To say it was a success is more than fair. Consider that Dockendorf only became the head coach of the team a week before the Red Rocks Preview in December and rousing success feels like a more appropriate descriptor.

“She has done an amazing job,” junior Amelie Morgan said. “I don’t think anyone could have done it better.”

But what comes next? What will Utah look like under Dockendorf next season? And the one after that? And the one after that?

On paper, the Red Rocks are primed to remain at the top of the sport for some time, despite losing seven routines competed in the national championship meet — three from Maile O’Keefe (balance beam, floor exercise and uneven bars), two from Abby Paulson (beam and floor) and one each from Jaedyn Rucker (vault) and Alani Sabado (bars).

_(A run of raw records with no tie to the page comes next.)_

//! Day-file discovery and loading.
//!
//! Events live at `<data_root>/<YYYY>/<MM>/<DD>/events.jsonl`, one JSON
//! record per line. Loading attaches each record's date and duration and
//! returns [`NormalizedEvent`]s in date order, file order within a day.

use std::io::{BufRead, BufReader};
use std::path::{Path, PathBuf};

use chrono::{Datelike, NaiveDate};
use daylog_core::error::{DaylogError, Result};
use daylog_core::models::{EventRecord, NormalizedEvent};
use daylog_core::time_utils::{date_from_ymd, parse_date};
use tracing::{debug, warn};

/// File name of a day's event log.
pub const EVENTS_FILE_NAME: &str = "events.jsonl";

// ── Public API ───────────────────────────────────────────────────────────────

/// Path of the event file for `date` under `data_root`.
pub fn day_file_path(data_root: &Path, date: NaiveDate) -> PathBuf {
    data_root
        .join(format!("{:04}", date.year()))
        .join(format!("{:02}", date.month()))
        .join(format!("{:02}", date.day()))
        .join(EVENTS_FILE_NAME)
}

/// Load the events logged on `year-month-day`.
///
/// A day without an event file yields an empty vector. A line that is not a
/// valid record, or carries an invalid `HHMM` time, fails the whole call.
pub fn load_for_date(
    data_root: &Path,
    year: i32,
    month: u32,
    day: u32,
) -> Result<Vec<NormalizedEvent>> {
    let date = date_from_ymd(year, month, day)?;
    load_for_day(data_root, date)
}

/// Same as [`load_for_date`] for an already-validated date.
pub fn load_for_day(data_root: &Path, date: NaiveDate) -> Result<Vec<NormalizedEvent>> {
    let path = day_file_path(data_root, date);

    let file = match std::fs::File::open(&path) {
        Ok(f) => f,
        Err(_) if !path.exists() => {
            debug!("No events logged for {}", date);
            return Ok(Vec::new());
        }
        Err(source) => return Err(DaylogError::FileRead { path, source }),
    };

    let events = parse_day_file(&path, BufReader::new(file), date)?;
    debug!("Loaded {} events from {}", events.len(), path.display());
    Ok(events)
}

/// Load every event between `start_date` and `end_date` (`YYYY-MM-DD`,
/// both inclusive).
///
/// A start after the end yields an empty vector.
pub fn load_range(
    data_root: &Path,
    start_date: &str,
    end_date: &str,
) -> Result<Vec<NormalizedEvent>> {
    let start = parse_date(start_date)?;
    let end = parse_date(end_date)?;
    load_range_dates(data_root, start, end)
}

/// Date-typed form of [`load_range`].
pub fn load_range_dates(
    data_root: &Path,
    start: NaiveDate,
    end: NaiveDate,
) -> Result<Vec<NormalizedEvent>> {
    let mut events = Vec::new();
    for date in start.iter_days().take_while(|d| *d <= end) {
        events.extend(load_for_day(data_root, date)?);
    }
    Ok(events)
}

/// Find all day event files under `data_root`, sorted by path.
///
/// Only files at `YYYY/MM/DD/events.jsonl` depth are returned.
pub fn find_event_files(data_root: &Path) -> Vec<PathBuf> {
    if !data_root.exists() {
        warn!("Data root does not exist: {}", data_root.display());
        return Vec::new();
    }

    let mut files: Vec<PathBuf> = walkdir::WalkDir::new(data_root)
        .min_depth(4)
        .max_depth(4)
        .follow_links(true)
        .into_iter()
        .filter_map(|entry| entry.ok())
        .filter(|entry| entry.file_type().is_file() && entry.file_name() == EVENTS_FILE_NAME)
        .map(|entry| entry.into_path())
        .collect();

    files.sort();
    files
}

/// Calendar dates that have an event file, ascending.
///
/// Directories whose names do not form a real date are skipped.
pub fn logged_dates(data_root: &Path) -> Vec<NaiveDate> {
    let mut dates: Vec<NaiveDate> = find_event_files(data_root)
        .iter()
        .filter_map(|path| date_from_day_path(data_root, path))
        .collect();
    dates.sort();
    dates.dedup();
    dates
}

// ── Internal helpers ─────────────────────────────────────────────────────────

/// Parse every non-blank line of a day file.
fn parse_day_file(
    path: &Path,
    reader: impl BufRead,
    date: NaiveDate,
) -> Result<Vec<NormalizedEvent>> {
    let mut events = Vec::new();

    for (index, line_result) in reader.lines().enumerate() {
        let line = line_result.map_err(|source| DaylogError::FileRead {
            path: path.to_path_buf(),
            source,
        })?;
        let trimmed = line.trim();
        if trimmed.is_empty() {
            continue;
        }

        let record: EventRecord =
            serde_json::from_str(trimmed).map_err(|source| DaylogError::RecordParse {
                path: path.to_path_buf(),
                line: index + 1,
                source,
            })?;

        let event = NormalizedEvent::from_record(record, date).map_err(|e| {
            debug!("Rejected event at {}:{}: {}", path.display(), index + 1, e);
            e
        })?;
        events.push(event);
    }

    Ok(events)
}

/// Recover the date from a `<root>/YYYY/MM/DD/events.jsonl` path.
fn date_from_day_path(data_root: &Path, path: &Path) -> Option<NaiveDate> {
    let relative = path.strip_prefix(data_root).ok()?;
    let parts: Vec<&str> = relative
        .components()
        .map(|c| c.as_os_str().to_str())
        .collect::<Option<Vec<_>>>()?;

    let [year, month, day, _file] = parts.as_slice() else {
        return None;
    };
    if year.len() != 4 || month.len() != 2 || day.len() != 2 {
        return None;
    }

    date_from_ymd(year.parse().ok()?, month.parse().ok()?, day.parse().ok()?).ok()
}

// ── Tests ────────────────────────────────────────────────────────────────────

After all, next season Utah will have a trio of seniors — Morgan, Jaylene Gilstrap and Grace McCallum — who have proven themselves at the NCAA level, and in the case of McCallum and Morgan, at the Olympic level as well.

Utah's Grace McCallum competes on the floor exercise during the NCAA women's gymnastics championships in Fort Worth, Texas, Saturday, April 20, 2024. | Tony Gutierrez, AP

The junior class of Makenna Smith, Ashley Glynn and Sarah Krump includes an All-American all-around gymnast in Smith and a talented vaulter in Glynn.

The rising sophomore class includes Elizabeth Gantner, Olivia Kennedy, Camie Winger and Ella Zirbes, three of whom showed flashes of greatness as freshmen. Gantner, Winger and Zirbes all competed for Utah in the national championship meet, gaining invaluable experience.

“It is amazing that (the) freshmen got a chance to compete,” Morgan said. “On some teams it is hard for freshmen to get into lineups. They have been incredible for us this season, they’ve helped so much and we wouldn’t be here (in the national championship) without them. This (competing for a national championship) is just a learning experience. This is their first time being out here and they have many more years to come. For them, it is great expereince and learning curve. Each of them can take something from it. I’m glad they got the experience.”

The incoming freshmen class, meanwhile, is replete with talented gymnasts, including the top recruit in the country in Avery Neff, plus Canadian Olympic hopeful Clara Raposo, British national team member Poppy-Grace Stickler and five-star gymnast Zoe Johnson.

It is a stacked class that has the potential to contribute immediately in a significant way on practically every event.

Utah will have a talented, albeit young, roster next season, but Dockendorf admits that she doesn’t know exactly what the program will look like going forward. Not yet anyway. That is in part because she hardly knows who she is as a head coach yet. Which is only fair given she hasn’t been a head coach for even six months yet.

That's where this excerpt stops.